Esa mañana, seria, muy seria, y con autoridad nos acompañó nuevamente a la cama. Luego se fue a la cocina para comprobar que las sábanas estuvieran limpias, las toallas de mano rociadas con alcanfor sobre una silla, y el fuentón con agua tibia sobre la económica a leña.
Era una tensa espera. Yo intentaba romper la delgada membrana a cabezazos, pero sin conseguir acelerar el parto. Entonces, doña Toribia desapareció tan rápido como vino en busca de auxilio y, en cuanto cerró la puerta, en todo el pueblo se supo que después de mediodía habría un nuevo nacimiento.
Ya me había acomodado para la salida cuando sentí que el colchón de lana se humedecía. Nos cambiaron de cuarto, que, por lo que parecía, ya estaba calculado, y no fue nada muy distinto, pero, ¡qué fría estaba la colcha de hule!
El Dr. Iván y doña Toribia vinieron enseguida. Decían que el ambiente era el adecuado. Limpio, agradable, y calentito. Después de escuchar el ruido de las manos al frotarse con alcohol, mi papá perdió su autoridad. Lo mandaron a fumar afuera, de manera que en el escenario éramos solo cuatro.

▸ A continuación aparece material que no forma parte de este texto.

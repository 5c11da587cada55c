use colored::Colorize;

use crate::core::models::table::{PaginationState, TableModel};

const SEPARATOR: &str = " │ ";

/// Render the current page as aligned text rows, header first.
///
/// Odd body rows are dimmed so long tables stay readable.
pub fn render_table(model: &TableModel) -> String {
    if model.header_row.is_empty() {
        return String::new();
    }

    let mut widths: Vec<usize> = model
        .header_row
        .iter()
        .map(|cell| cell.label.chars().count())
        .collect();
    let body: Vec<Vec<String>> = model
        .body_rows
        .iter()
        .map(|row| row.cells.iter().map(|c| c.to_string()).collect())
        .collect();
    for row in &body {
        for (width, cell) in widths.iter_mut().zip(row) {
            *width = (*width).max(cell.chars().count());
        }
    }

    let mut out = String::new();

    let header: Vec<String> = model
        .header_row
        .iter()
        .zip(&widths)
        .map(|(cell, width)| pad(&cell.label, *width))
        .collect();
    out.push_str(&format!("  {}\n", header.join(SEPARATOR).bold()));

    let rule: Vec<String> = widths.iter().map(|w| "─".repeat(*w)).collect();
    out.push_str(&format!("  {}\n", rule.join("─┼─").dimmed()));

    for (index, row) in body.iter().enumerate() {
        let line = row
            .iter()
            .zip(&widths)
            .map(|(cell, width)| pad(cell, *width))
            .collect::<Vec<_>>()
            .join(SEPARATOR);
        let line = line.trim_end();
        if index % 2 == 1 {
            out.push_str(&format!("  {}\n", line.dimmed()));
        } else {
            out.push_str(&format!("  {line}\n"));
        }
    }

    out
}

/// One-line pager summary: position, total, and which moves are possible.
pub fn render_footer(state: &PaginationState) -> String {
    let previous = if state.has_previous {
        "◀ previous".normal()
    } else {
        "◀ previous".dimmed()
    };
    let next = if state.has_next {
        "next ▶".normal()
    } else {
        "next ▶".dimmed()
    };
    format!(
        "  Page {} of {} · {} {}   {}  {}",
        state.page_index + 1,
        state.page_count.max(1),
        state.total_rows,
        if state.total_rows == 1 { "entry" } else { "entries" },
        previous,
        next
    )
}

fn pad(text: &str, width: usize) -> String {
    let len = text.chars().count();
    format!("{text}{}", " ".repeat(width.saturating_sub(len)))
}

#[cfg(test)]
mod tests {
    use super::*;
    use crate::core::models::table::{BodyRow, CellValue, HeaderCell};

    fn model() -> TableModel {
        TableModel {
            header_row: vec![
                HeaderCell {
                    key: "id".into(),
                    label: "ID".into(),
                },
                HeaderCell {
                    key: "operation".into(),
                    label: "Operation".into(),
                },
            ],
            body_rows: vec![
                BodyRow {
                    row_key: "evt-100".into(),
                    cells: vec![CellValue::from("evt-100"), CellValue::from("login")],
                },
                BodyRow {
                    row_key: "e2".into(),
                    cells: vec![CellValue::from("e2"), CellValue::Empty],
                },
            ],
        }
    }

    #[test]
    fn columns_are_padded_to_widest_cell() {
        colored::control::set_override(false);
        let text = render_table(&model());
        let lines: Vec<&str> = text.lines().collect();
        assert_eq!(lines[0], "  ID      │ Operation");
        assert_eq!(lines[1], "  ────────┼──────────");
        assert_eq!(lines[2], "  evt-100 │ login");
        assert_eq!(lines[3], "  e2      │");
    }

    #[test]
    fn no_columns_renders_nothing() {
        assert!(render_table(&TableModel::default()).is_empty());
    }

    #[test]
    fn footer_reports_position() {
        colored::control::set_override(false);
        let state = PaginationState {
            page_index: 1,
            page_size: 2,
            total_rows: 5,
            page_count: 3,
            has_next: true,
            has_previous: true,
        };
        assert_eq!(
            render_footer(&state),
            "  Page 2 of 3 · 5 entries   ◀ previous  next ▶"
        );
    }

    #[test]
    fn empty_table_footer_shows_one_page() {
        colored::control::set_override(false);
        let state = PaginationState {
            page_index: 0,
            page_size: 20,
            total_rows: 0,
            page_count: 0,
            has_next: false,
            has_previous: false,
        };
        assert!(render_footer(&state).starts_with("  Page 1 of 1 · 0 entries"));
    }
}
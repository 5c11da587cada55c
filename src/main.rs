mod adapters;
mod cli;
mod config;
mod core;

use clap::Parser;

use cli::{Cli, Commands};

fn main() {
    let args = Cli::parse();

    let default_level = if args.verbose {
        "debug"
    } else if args.quiet {
        "error"
    } else {
        "warn"
    };
    env_logger::Builder::from_env(env_logger::Env::default().default_filter_or(default_level))
        .init();

    cli::context::init(args.config.as_deref());

    let result = match &args.command {
        Commands::Logs(logs_args) => cli::commands::logs::execute(logs_args),
        Commands::Columns => cli::commands::columns::execute(),
    };

    if let Err(e) = result {
        cli::output::error(&format!("Error: {e}"));
        std::process::exit(1);
    }
}
use std::path::{Path, PathBuf};
use std::sync::OnceLock;

static CONFIG_PATH: OnceLock<Option<PathBuf>> = OnceLock::new();

/// Record the `--config` path for this run. Later calls are ignored.
pub fn init(custom: Option<&str>) {
    let _ = CONFIG_PATH.set(custom.map(PathBuf::from));
}

/// The explicit config path, if one was given on the command line.
pub fn config_path() -> Option<&'static Path> {
    CONFIG_PATH.get().and_then(|p| p.as_deref())
}
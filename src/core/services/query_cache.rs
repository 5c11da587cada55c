use std::cell::{Cell, RefCell};
use std::collections::HashMap;
use std::rc::Rc;

use log::debug;
use serde::de::DeserializeOwned;
use serde_json::Value;
use tokio::sync::Notify;

use crate::core::errors::{OverseeError, Result};
use crate::core::models::query::{
    ErrorInfo, QueryDocument, QueryKey, QueryRequest, QueryResponse, QueryResult, ResultShape,
};
use crate::core::traits::transport::QueryTransport;

type Observer<T> = Rc<dyn Fn(&QueryResult<T>)>;

/// Handle returned by `QueryCache::subscribe`.
#[derive(Debug, Clone, Copy, PartialEq, Eq, Hash)]
pub struct SubscriptionId(u64);

/// Per-key cache state.
struct Slot<T> {
    /// `None` once invalidated with nothing in flight.
    result: Option<QueryResult<T>>,
    /// Bumped on every fetch and every invalidation. A response is only
    /// written if its fetch still holds the current value.
    seq: u64,
    in_flight: Option<u64>,
    settled: Rc<Notify>,
}

enum Step<T> {
    Hit(QueryResult<T>),
    Join(Rc<Notify>),
    Fetch { seq: u64, announce: bool },
}

/// Cache-first client for the remote query service.
///
/// Designed for a single-threaded event loop: state lives in `RefCell`s and
/// every write completes between two await points. Observers run after the
/// write, with no borrow held, so they may call back into the cache.
pub struct QueryCache<T, C> {
    transport: C,
    slots: RefCell<HashMap<QueryKey, Slot<T>>>,
    observers: RefCell<HashMap<QueryKey, Vec<(SubscriptionId, Observer<T>)>>>,
    next_subscription: Cell<u64>,
}

impl<T, C> QueryCache<T, C>
where
    T: DeserializeOwned,
    C: QueryTransport,
{
    pub fn new(transport: C) -> Self {
        Self {
            transport,
            slots: RefCell::new(HashMap::new()),
            observers: RefCell::new(HashMap::new()),
            next_subscription: Cell::new(0),
        }
    }

    #[allow(dead_code)]
    pub fn transport(&self) -> &C {
        &self.transport
    }

    /// Resolve `document` with `variables`.
    ///
    /// - Cached success: returned as is, sharing the same rows.
    /// - Fetch in flight for the key: waits for it instead of issuing another.
    /// - Otherwise: publishes `Loading`, fetches, publishes the outcome.
    ///
    /// Failures come back as `QueryResult::Error`; this never returns `Err`.
    pub async fn execute(&self, document: &QueryDocument, variables: Value) -> QueryResult<T> {
        let key = QueryKey::new(document, &variables);
        let request = QueryRequest {
            document: document.clone(),
            variables,
        };
        let mut joined = false;

        loop {
            match self.next_step(&key, joined) {
                Step::Hit(result) => {
                    debug!("cache hit for {key} ({:?})", result.status());
                    return result;
                }
                Step::Join(settled) => {
                    debug!("joining in-flight fetch for {key}");
                    joined = true;
                    settled.notified().await;
                }
                Step::Fetch { seq, announce } => {
                    let mut claim = FetchClaim {
                        slots: &self.slots,
                        key: &key,
                        seq,
                        armed: true,
                    };
                    if announce {
                        self.notify_observers(&key, &QueryResult::Loading);
                    }
                    debug!("fetching {key} (seq {seq})");

                    let outcome = match self.transport.send(&request).await {
                        Ok(response) => normalize(&document.result_shape, response),
                        Err(e) => Err(e),
                    };
                    let result = match outcome {
                        Ok(rows) => QueryResult::Success(Rc::new(rows)),
                        Err(e) => QueryResult::Error(ErrorInfo::from(e)),
                    };

                    claim.armed = false;
                    if self.settle(&key, seq, &result) {
                        self.notify_observers(&key, &result);
                        return result;
                    }
                    debug!("discarding stale response for {key} (seq {seq})");
                }
            }
        }
    }

    /// Current state for `key`, without fetching.
    #[allow(dead_code)]
    pub fn peek(&self, key: &QueryKey) -> Option<QueryResult<T>> {
        self.slots
            .borrow()
            .get(key)
            .and_then(|slot| slot.result.clone())
    }

    /// Drop the cached result for `key` so the next `execute` fetches again.
    ///
    /// A response still in flight for the key is discarded when it lands.
    /// Returns `false` if the key was never fetched.
    pub fn invalidate(&self, key: &QueryKey) -> bool {
        let mut slots = self.slots.borrow_mut();
        let Some(slot) = slots.get_mut(key) else {
            return false;
        };
        slot.seq += 1;
        // An in-flight fetch keeps the entry in `Loading` until a newer one settles.
        if slot.in_flight.take().is_none() {
            slot.result = None;
        }
        debug!("invalidated {key}");
        true
    }

    /// Register `callback` to run on every state transition of `key`.
    pub fn subscribe(
        &self,
        key: &QueryKey,
        callback: impl Fn(&QueryResult<T>) + 'static,
    ) -> SubscriptionId {
        let id = SubscriptionId(self.next_subscription.get());
        self.next_subscription.set(id.0 + 1);
        self.observers
            .borrow_mut()
            .entry(key.clone())
            .or_default()
            .push((id, Rc::new(callback)));
        id
    }

    /// Remove a subscription. Returns `false` if it was not registered.
    #[allow(dead_code)]
    pub fn unsubscribe(&self, key: &QueryKey, id: SubscriptionId) -> bool {
        let mut observers = self.observers.borrow_mut();
        let Some(list) = observers.get_mut(key) else {
            return false;
        };
        let before = list.len();
        list.retain(|(existing, _)| *existing != id);
        before != list.len()
    }

    /// Decide what `execute` does next for `key`, claiming a fetch if needed.
    fn next_step(&self, key: &QueryKey, joined: bool) -> Step<T> {
        let mut slots = self.slots.borrow_mut();
        let Some(slot) = slots.get_mut(key) else {
            slots.insert(
                key.clone(),
                Slot {
                    result: Some(QueryResult::Loading),
                    seq: 1,
                    in_flight: Some(1),
                    settled: Rc::new(Notify::new()),
                },
            );
            return Step::Fetch {
                seq: 1,
                announce: true,
            };
        };

        if slot.in_flight.is_some() {
            return Step::Join(Rc::clone(&slot.settled));
        }

        match &slot.result {
            Some(hit @ QueryResult::Success(_)) => return Step::Hit(hit.clone()),
            // Waiters on a failed fetch get its error; new callers retry.
            Some(err @ QueryResult::Error(_)) if joined => return Step::Hit(err.clone()),
            _ => {}
        }

        let announce = !matches!(slot.result, Some(QueryResult::Loading));
        slot.seq += 1;
        slot.in_flight = Some(slot.seq);
        slot.result = Some(QueryResult::Loading);
        Step::Fetch {
            seq: slot.seq,
            announce,
        }
    }

    /// Store the outcome of fetch `seq` if it is still current.
    fn settle(&self, key: &QueryKey, seq: u64, result: &QueryResult<T>) -> bool {
        let settled = {
            let mut slots = self.slots.borrow_mut();
            let Some(slot) = slots.get_mut(key) else {
                return false;
            };
            if slot.seq != seq {
                return false;
            }
            slot.in_flight = None;
            slot.result = Some(result.clone());
            Rc::clone(&slot.settled)
        };
        settled.notify_waiters();
        true
    }

    fn notify_observers(&self, key: &QueryKey, result: &QueryResult<T>) {
        let callbacks: Vec<Observer<T>> = self
            .observers
            .borrow()
            .get(key)
            .map(|list| list.iter().map(|(_, cb)| Rc::clone(cb)).collect())
            .unwrap_or_default();
        for callback in callbacks {
            callback(result);
        }
    }
}

/// Ownership of an in-flight fetch, held across the transport await.
///
/// If the `execute` future is dropped mid-fetch, the slot is released and
/// waiters are woken so one of them fetches again.
struct FetchClaim<'a, T> {
    slots: &'a RefCell<HashMap<QueryKey, Slot<T>>>,
    key: &'a QueryKey,
    seq: u64,
    armed: bool,
}

impl<T> Drop for FetchClaim<'_, T> {
    fn drop(&mut self) {
        if !self.armed {
            return;
        }
        let settled = {
            let Ok(mut slots) = self.slots.try_borrow_mut() else {
                return;
            };
            let Some(slot) = slots.get_mut(self.key) else {
                return;
            };
            if slot.seq != self.seq {
                return;
            }
            slot.seq += 1;
            slot.in_flight = None;
            slot.result = None;
            Rc::clone(&slot.settled)
        };
        debug!("fetch for {} abandoned (seq {})", self.key, self.seq);
        settled.notify_waiters();
    }
}

/// Turn a service envelope into typed rows, in response order.
fn normalize<T: DeserializeOwned>(shape: &ResultShape, response: QueryResponse) -> Result<Vec<T>> {
    if !response.errors.is_empty() {
        let message = response
            .errors
            .iter()
            .map(|e| e.message.as_str())
            .collect::<Vec<_>>()
            .join("; ");
        return Err(OverseeError::Service { message });
    }

    let root = shape.root_field.as_str();
    let mut data = response.data.ok_or_else(|| OverseeError::Schema {
        detail: "response carried neither data nor errors".into(),
    })?;
    let rows = data
        .get_mut(root)
        .map(Value::take)
        .ok_or_else(|| OverseeError::Schema {
            detail: format!("field '{root}' missing from response data"),
        })?;

    let Value::Array(items) = rows else {
        return Err(OverseeError::Schema {
            detail: format!("field '{root}' is not a list"),
        });
    };

    items
        .into_iter()
        .enumerate()
        .map(|(i, item)| {
            serde_json::from_value(item).map_err(|e| OverseeError::Schema {
                detail: format!("row {i} of '{root}': {e}"),
            })
        })
        .collect()
}
use std::path::{Path, PathBuf};

use log::debug;

use crate::core::errors::{OverseeError, Result};
use crate::core::models::query::{QueryRequest, QueryResponse};
use crate::core::traits::transport::QueryTransport;

/// Transport that answers every request from a JSON file.
///
/// The file holds one response envelope (`{"data": ..., "errors": [...]}`).
/// It is re-read on each request, so edits show up on refresh.
pub struct FixtureTransport {
    path: PathBuf,
}

impl FixtureTransport {
    pub fn new(path: &Path) -> Self {
        Self {
            path: path.to_path_buf(),
        }
    }
}

impl QueryTransport for FixtureTransport {
    async fn send(&self, request: &QueryRequest) -> Result<QueryResponse> {
        debug!(
            "answering {} from fixture {}",
            request.document.operation_name,
            self.path.display()
        );

        let content =
            std::fs::read_to_string(&self.path).map_err(|e| OverseeError::Transport {
                reason: format!("cannot read fixture {}: {e}", self.path.display()),
            })?;

        serde_json::from_str(&content).map_err(|e| OverseeError::Schema {
            detail: format!(
                "fixture {} is not a valid response envelope: {e}",
                self.path.display()
            ),
        })
    }
}
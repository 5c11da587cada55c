use chrono::DateTime;

use crate::core::errors::{OverseeError, Result};
use crate::core::models::log_entry::LogEntry;
use crate::core::models::table::{CellValue, ColumnDescriptor, ColumnHeader};

/// A column the audit table knows how to show.
pub struct ColumnInfo {
    pub key: &'static str,
    pub label: &'static str,
    pub description: &'static str,
}

/// Every available column, in default display order.
pub const AVAILABLE_COLUMNS: [ColumnInfo; 4] = [
    ColumnInfo {
        key: "id",
        label: "ID",
        description: "Unique identifier of the entry",
    },
    ColumnInfo {
        key: "operation",
        label: "Operation",
        description: "What was done",
    },
    ColumnInfo {
        key: "service_name",
        label: "Service",
        description: "Service that reported the entry",
    },
    ColumnInfo {
        key: "timestamp",
        label: "Timestamp",
        description: "When it happened (epoch seconds, or UTC with human timestamps)",
    },
];

/// Keys of the default column set.
pub fn default_column_keys() -> Vec<String> {
    AVAILABLE_COLUMNS
        .iter()
        .map(|c| c.key.to_string())
        .collect()
}

/// Build descriptors for `keys`, in the given order.
///
/// Unknown keys are a configuration error. Repeated keys are passed through
/// and rejected when the table is built.
pub fn log_columns(keys: &[String], human_timestamps: bool) -> Result<Vec<ColumnDescriptor<LogEntry>>> {
    keys.iter()
        .map(|key| column(key, human_timestamps))
        .collect()
}

fn column(key: &str, human_timestamps: bool) -> Result<ColumnDescriptor<LogEntry>> {
    let label = AVAILABLE_COLUMNS
        .iter()
        .find(|c| c.key == key)
        .map(|c| c.label)
        .ok_or_else(|| OverseeError::Configuration {
            detail: format!(
                "unknown column '{key}'. Available columns: {}",
                AVAILABLE_COLUMNS
                    .iter()
                    .map(|c| c.key)
                    .collect::<Vec<_>>()
                    .join(", ")
            ),
        })?;

    let descriptor = match key {
        "id" => ColumnDescriptor::new(key, label, |e: &LogEntry| e.id.as_str().into()),
        "operation" => ColumnDescriptor::new(key, label, |e: &LogEntry| e.operation.as_str().into()),
        "service_name" => {
            ColumnDescriptor::new(key, label, |e: &LogEntry| e.service_name.as_str().into())
        }
        _ if human_timestamps => ColumnDescriptor::new(
            key,
            ColumnHeader::Render(Box::new(move |_: &str| format!("{label} (UTC)"))),
            |e: &LogEntry| format_timestamp(e.timestamp),
        ),
        _ => ColumnDescriptor::new(key, label, |e: &LogEntry| CellValue::Integer(e.timestamp)),
    };
    Ok(descriptor)
}

/// Render epoch seconds as a UTC date, keeping the raw number if out of range.
pub fn format_timestamp(secs: i64) -> CellValue {
    match DateTime::from_timestamp(secs, 0) {
        Some(dt) => CellValue::Text(dt.format("%Y-%m-%d %H:%M:%S").to_string()),
        None => CellValue::Integer(secs),
    }
}

#[cfg(test)]
mod tests {
    use super::*;

    fn entry() -> LogEntry {
        LogEntry {
            id: "evt-1".into(),
            timestamp: 1_700_000_000,
            service_name: "billing".into(),
            operation: "refund".into(),
        }
    }

    fn keys(list: &[&str]) -> Vec<String> {
        list.iter().map(|k| k.to_string()).collect()
    }

    #[test]
    fn default_order_is_id_operation_service_timestamp() {
        assert_eq!(
            default_column_keys(),
            ["id", "operation", "service_name", "timestamp"]
        );
    }

    #[test]
    fn accessors_read_the_matching_field() {
        let columns = log_columns(&default_column_keys(), false).unwrap();
        let cells: Vec<CellValue> = columns.iter().map(|c| c.cell(&entry())).collect();
        assert_eq!(
            cells,
            [
                CellValue::from("evt-1"),
                CellValue::from("refund"),
                CellValue::from("billing"),
                CellValue::Integer(1_700_000_000),
            ]
        );
        assert_eq!(columns[2].render_header(), "Service");
    }

    #[test]
    fn human_timestamps_render_utc() {
        let columns = log_columns(&keys(&["timestamp"]), true).unwrap();
        assert_eq!(columns[0].render_header(), "Timestamp (UTC)");
        assert_eq!(
            columns[0].cell(&entry()),
            CellValue::from("2023-11-14 22:13:20")
        );
    }

    #[test]
    fn custom_order_is_preserved() {
        let columns = log_columns(&keys(&["timestamp", "id"]), false).unwrap();
        let order: Vec<&str> = columns.iter().map(|c| c.key.as_str()).collect();
        assert_eq!(order, ["timestamp", "id"]);
    }

    #[test]
    fn unknown_column_is_configuration_error() {
        let err = log_columns(&keys(&["id", "actor"]), false).err().unwrap();
        assert!(matches!(err, OverseeError::Configuration { .. }));
        assert!(err.to_string().contains("unknown column 'actor'"));
    }

    #[test]
    fn out_of_range_timestamp_stays_numeric() {
        assert_eq!(format_timestamp(i64::MAX), CellValue::Integer(i64::MAX));
    }
}
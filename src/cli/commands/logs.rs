use std::cell::RefCell;
use std::io::{BufRead, Write};
use std::path::Path;
use std::rc::Rc;
use std::time::Duration;

use indicatif::ProgressBar;
use serde_json::Value;

use crate::adapters::transport::fixture_transport::FixtureTransport;
use crate::adapters::transport::graphql_transport::GraphqlTransport;
use crate::cli::table_printer::{render_footer, render_table};
use crate::cli::{LogsArgs, context, output};
use crate::config::app_config::AppConfig;
use crate::core::errors::{OverseeError, Result};
use crate::core::models::log_entry::LogEntry;
use crate::core::models::query::{QueryDocument, QueryKey, QueryResult, QueryStatus};
use crate::core::models::table::PaginationConfig;
use crate::core::services::audit_query::{LogFilter, audit_log_query};
use crate::core::services::log_columns::log_columns;
use crate::core::services::query_cache::QueryCache;
use crate::core::services::table_view::TableView;
use crate::core::traits::transport::QueryTransport;

/// Execute the `oversee-view logs` command.
///
/// Builds the table first so column and page-size mistakes fail before any
/// network call, then fetches the audit log and shows the requested page.
/// With `--interactive`, keeps paging from stdin until `q` or end of input.
pub fn execute(args: &LogsArgs) -> Result<()> {
    let config = AppConfig::load(context::config_path())?;

    if args.page == 0 {
        return Err(OverseeError::Configuration {
            detail: "--page starts at 1".into(),
        });
    }

    let page_size = args.page_size.unwrap_or(config.table.page_size);
    let keys = args
        .columns
        .clone()
        .unwrap_or_else(|| config.table.columns.clone());
    let human_timestamps = args.human_timestamps || config.table.human_timestamps;

    let columns = log_columns(&keys, human_timestamps)?;
    let table = TableView::new(Vec::<LogEntry>::new(), columns, PaginationConfig { page_size })?
        .with_row_key(|entry: &LogEntry| entry.id.clone());

    let filter = LogFilter {
        service_name: args.service.clone(),
        operation: args.operation.clone(),
        actor_id: args.actor_id.clone(),
        actor_type: args.actor_type.clone(),
    };

    match &args.fixture {
        Some(path) => run(FixtureTransport::new(Path::new(path)), table, &filter, args),
        None => {
            let endpoint = args
                .endpoint
                .clone()
                .unwrap_or_else(|| config.server.endpoint.clone());
            let transport =
                GraphqlTransport::new(&endpoint, Duration::from_secs(config.server.timeout_secs))?;
            run(transport, table, &filter, args)
        }
    }
}

/// One query session: a cache, the audit query, and the table it feeds.
struct Session<C> {
    runtime: tokio::runtime::Runtime,
    cache: QueryCache<LogEntry, C>,
    document: QueryDocument,
    variables: Value,
    key: QueryKey,
}

impl<C: QueryTransport> Session<C> {
    fn new(transport: C, filter: &LogFilter) -> Result<Self> {
        let runtime = tokio::runtime::Builder::new_current_thread()
            .enable_all()
            .build()?;
        let cache = QueryCache::new(transport);
        let (document, variables) = audit_log_query(filter);
        let key = QueryKey::new(&document, &variables);

        // Spinner while the entry is loading, cleared on any settled state.
        let spinner: Rc<RefCell<Option<ProgressBar>>> = Rc::new(RefCell::new(None));
        cache.subscribe(&key, move |result| {
            let mut slot = spinner.borrow_mut();
            if result.status() == QueryStatus::Loading {
                *slot = Some(output::spinner("Loading audit logs..."));
                return;
            }
            if let Some(sp) = slot.take() {
                sp.finish_and_clear();
            }
            if let Some(rows) = result.data() {
                log::debug!("{} audit entries loaded", rows.len());
            }
            if let Some(info) = result.error() {
                log::debug!("audit query failed ({:?}): {info}", info.kind);
            }
        });

        Ok(Self {
            runtime,
            cache,
            document,
            variables,
            key,
        })
    }

    fn fetch(&self) -> Result<Rc<Vec<LogEntry>>> {
        let result = self
            .runtime
            .block_on(self.cache.execute(&self.document, self.variables.clone()));
        match result {
            QueryResult::Success(rows) => Ok(rows),
            QueryResult::Error(info) => Err(info.into_error()),
            // `execute` only returns once the entry has settled.
            QueryResult::Loading => unreachable!("execute returned a loading result"),
        }
    }

    fn refresh(&self) -> Result<Rc<Vec<LogEntry>>> {
        self.cache.invalidate(&self.key);
        self.fetch()
    }
}

fn run<C: QueryTransport>(
    transport: C,
    mut table: TableView<LogEntry>,
    filter: &LogFilter,
    args: &LogsArgs,
) -> Result<()> {
    let session = Session::new(transport, filter)?;
    table.set_rows(session.fetch()?);

    let mut reached = 1;
    while reached < args.page && table.next_page() {
        reached += 1;
    }

    print_page(&table, filter);
    if reached < args.page {
        output::warning(&format!(
            "Page {} does not exist; showing the last page",
            args.page
        ));
    }

    if args.interactive {
        interact(&session, &mut table, filter)?;
    }

    Ok(())
}

fn interact<C: QueryTransport>(
    session: &Session<C>,
    table: &mut TableView<LogEntry>,
    filter: &LogFilter,
) -> Result<()> {
    let stdin = std::io::stdin();
    let mut lines = stdin.lock().lines();

    loop {
        print!("\n  [n]ext  [p]revious  [r]efresh  [q]uit > ");
        std::io::stdout().flush()?;

        let Some(line) = lines.next().transpose()? else {
            println!();
            break;
        };

        match line.trim() {
            "n" | "next" => {
                if !table.next_page() {
                    output::warning("Already on the last page");
                    continue;
                }
            }
            "p" | "prev" | "previous" => {
                if !table.previous_page() {
                    output::warning("Already on the first page");
                    continue;
                }
            }
            "r" | "refresh" => match session.refresh() {
                Ok(rows) => {
                    output::success(&format!("Refreshed ({} entries)", rows.len()));
                    table.set_rows(rows);
                }
                Err(e) => {
                    // Keep the previous table on a failed refresh.
                    output::error(&format!("Error: {e}"));
                    continue;
                }
            },
            "q" | "quit" => break,
            "" => continue,
            other => {
                output::warning(&format!("Unknown command '{other}'"));
                continue;
            }
        }

        print_page(table, filter);
    }

    Ok(())
}

fn print_page(table: &TableView<LogEntry>, filter: &LogFilter) {
    let state = table.pagination_state();

    output::header(&format!("Audit Logs{}", describe_filter(filter)));

    if state.total_rows == 0 {
        output::warning("No audit entries found");
        if !filter.is_empty() {
            println!("  Try removing the search filters to see all entries.");
        }
        return;
    }

    println!();
    print!("{}", render_table(&table.table_model()));
    println!();
    println!("{}", render_footer(&state));
}

fn describe_filter(filter: &LogFilter) -> String {
    let parts: Vec<String> = filter
        .criteria()
        .map(|(name, value)| match name {
            "service_name" => format!("service={value}"),
            _ => format!("{name}={value}"),
        })
        .collect();
    if parts.is_empty() {
        String::new()
    } else {
        format!(" ({})", parts.join(", "))
    }
}

#[cfg(test)]
mod tests {
    use super::*;

    #[test]
    fn filter_description() {
        assert_eq!(describe_filter(&LogFilter::default()), "");
        let filter = LogFilter {
            service_name: Some("billing".into()),
            operation: Some("refund".into()),
            ..LogFilter::default()
        };
        assert_eq!(
            describe_filter(&filter),
            " (service=billing, operation=refund)"
        );

        let actor = LogFilter {
            actor_id: Some("user-42".into()),
            actor_type: Some("user".into()),
            ..LogFilter::default()
        };
        assert_eq!(
            describe_filter(&actor),
            " (actor_id=user-42, actor_type=user)"
        );
    }
}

El médico tranquilizaba a mamá mientras le tomaba la mano con cariño. La partera atenta frente a la piesera de la cama baja, daba instrucciones como si fuera un arquero que acomoda la barrera antes del tiro libre. ¡Pero mama mía!, qué dolores sentía cada vez que pujaba a destiempo. Esto de nacer era como bailar con un puma, que soltaba un rugido cada vez que le pisaban una pata. A cada embestida una queja reprimida por la valentía, hasta que finalmente pude acoplar el esfuerzo y el ritmo a la orden de ¡Puje!, guiado por Toribia mientras se agrandaba el portal a la vida.
Mi manera de decir ¡Presente! fue un llanto prolongado que calmó a mamá, cuyo sufrimiento yo había ignorado. Fueron apenas minutos porque me arrancaron de sus brazos para acondicionar el cuerpito al estándar de limpieza y vestimenta que reinaba en esa casa.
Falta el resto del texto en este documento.